Could you give the entries again, exactly as written?
════════
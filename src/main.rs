//! jobfill - job application form detection and autofill.
//!
//! Main entry point for the jobfill CLI.

mod cli;
mod cmd_page;
mod cmd_profile;

use std::path::PathBuf;

use clap::Parser;
use tracing::warn;
use tracing_appender::rolling::{RollingFileAppender, Rotation};
use tracing_subscriber::{EnvFilter, fmt, layer::SubscriberExt, util::SubscriberInitExt};

use jobfill_config::{Config, ConfigLoader, ConfigValidator, LoggingConfig};

use crate::cli::{Cli, Commands};

/// Get the .jobfill directory path.
fn jobfill_dir() -> PathBuf {
    Config::home_dir()
}

/// Initialize tracing with console and, optionally, file output.
///
/// Log files are written to ~/.jobfill/debug/ with daily rotation.
fn init_tracing(logging: &LoggingConfig) -> Result<(), Box<dyn std::error::Error>> {
    let env_filter = EnvFilter::try_from_default_env()
        .unwrap_or_else(|_| EnvFilter::new(&logging.level));

    let console = fmt::layer().with_target(true).with_writer(std::io::stderr);

    if !logging.file {
        tracing_subscriber::registry()
            .with(env_filter)
            .with(console)
            .init();
        return Ok(());
    }

    let log_dir = jobfill_dir().join("debug");
    std::fs::create_dir_all(&log_dir)?;

    let file_appender = RollingFileAppender::builder()
        .rotation(Rotation::DAILY)
        .filename_prefix("jobfill")
        .filename_suffix("log")
        .max_log_files(14)
        .build(&log_dir)?;
    let (non_blocking, guard) = tracing_appender::non_blocking(file_appender);

    // Dropping the guard stops the writer thread.
    static GUARD: std::sync::OnceLock<tracing_appender::non_blocking::WorkerGuard> =
        std::sync::OnceLock::new();
    let _ = GUARD.set(guard);

    tracing_subscriber::registry()
        .with(env_filter)
        .with(console)
        .with(fmt::layer().with_writer(non_blocking).with_ansi(false))
        .init();

    Ok(())
}

#[tokio::main]
async fn main() -> Result<(), Box<dyn std::error::Error>> {
    let cli = Cli::parse();

    let config = ConfigLoader::load_or_default(cli.config.as_deref())?;
    init_tracing(&config.logging)?;

    for warning in ConfigValidator::validate(&config)?.into_result()? {
        warn!(path = %warning.path, "{}", warning.message);
    }

    match cli.command {
        Commands::Analyze { page, format } => cmd_page::analyze(&config, &page, &format).await,
        Commands::Fill {
            page,
            profile,
            out,
            paced,
            legacy,
        } => {
            let options = cmd_page::FillArgs {
                profile,
                out,
                paced,
                legacy,
            };
            cmd_page::fill(&config, &page, options).await
        }
        Commands::Detect { page } => cmd_page::detect(&config, &page),
        Commands::Profile { action } => cmd_profile::handle_profile_command(&config, action).await,
        Commands::History { errors, limit } => cmd_profile::history(&config, errors, limit).await,
        Commands::AtsMode { state } => cmd_profile::ats_mode(&config, state).await,
    }
}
════════
Output for this task:
filename src/main.rs
//! jobfill - job application form detection and autofill.
//!
//! Main entry point for the jobfill CLI.

mod cli;
mod cmd_page;
mod cmd_profile;

use std::path::PathBuf;

use clap::Parser;
use tracing::warn;
use tracing_appender::rolling::{RollingFileAppender, Rotation};
use tracing_subscriber::{EnvFilter, fmt, layer::SubscriberExt, util::SubscriberInitExt};

use jobfill_config::{Config, ConfigLoader, ConfigValidator, LoggingConfig};

use crate::cli::{Cli, Commands};

/// Get the .jobfill directory path.
fn jobfill_dir() -> PathBuf {
    Config::home_dir()
}

/// Initialize tracing with console and, optionally, file output.
///
/// Log files are written to ~/.jobfill/debug/ with daily rotation.
fn init_tracing(logging: &LoggingConfig) -> Result<(), Box<dyn std::error::Error>> {
    let env_filter = EnvFilter::try_from_default_env()
        .unwrap_or_else(|_| EnvFilter::new(&logging.level));

    let console = fmt::layer().with_target(true).with_writer(std::io::stderr);

    if !logging.file {
        tracing_subscriber::registry()
            .with(env_filter)
            .with(console)
            .init();
        return Ok(());
    }

    let log_dir = jobfill_dir().join("debug");
    std::fs::create_dir_all(&log_dir)?;

    let file_appender = RollingFileAppender::builder()
        .rotation(Rotation::DAILY)
        .filename_prefix("jobfill")
        .filename_suffix("log")
        .max_log_files(14)
        .build(&log_dir)?;
    let (non_blocking, guard) = tracing_appender::non_blocking(file_appender);

    // Dropping the guard stops the writer thread.
    static GUARD: std::sync::OnceLock<tracing_appender::non_blocking::WorkerGuard> =
        std::sync::OnceLock::new();
    let _ = GUARD.set(guard);

    tracing_subscriber::registry()
        .with(env_filter)
        .with(console)
        .with(fmt::layer().with_writer(non_blocking).with_ansi(false))
        .init();

    Ok(())
}

#[tokio::main]
async fn main() -> Result<(), Box<dyn std::error::Error>> {
    let cli = Cli::parse();

    let config = ConfigLoader::load_or_default(cli.config.as_deref())?;
    init_tracing(&config.logging)?;

    for warning in ConfigValidator::validate(&config)?.into_result()? {
        warn!(path = %warning.path, "{}", warning.message);
    }

    match cli.command {
        Commands::Analyze { page, format } => cmd_page::analyze(&config, &page, &format).await,
        Commands::Fill {
            page,
            profile,
            out,
            paced,
            legacy,
        } => {
            let options = cmd_page::FillArgs {
                profile,
                out,
                paced,
                legacy,
            };
            cmd_page::fill(&config, &page, options).await
        }
        Commands::Detect { page } => cmd_page::detect(&config, &page),
        Commands::Profile { action } => cmd_profile::handle_profile_command(&config, action).await,
        Commands::History { errors, limit } => cmd_profile::history(&config, errors, limit).await,
        Commands::AtsMode { state } => cmd_profile::ats_mode(&config, state).await,
    }
}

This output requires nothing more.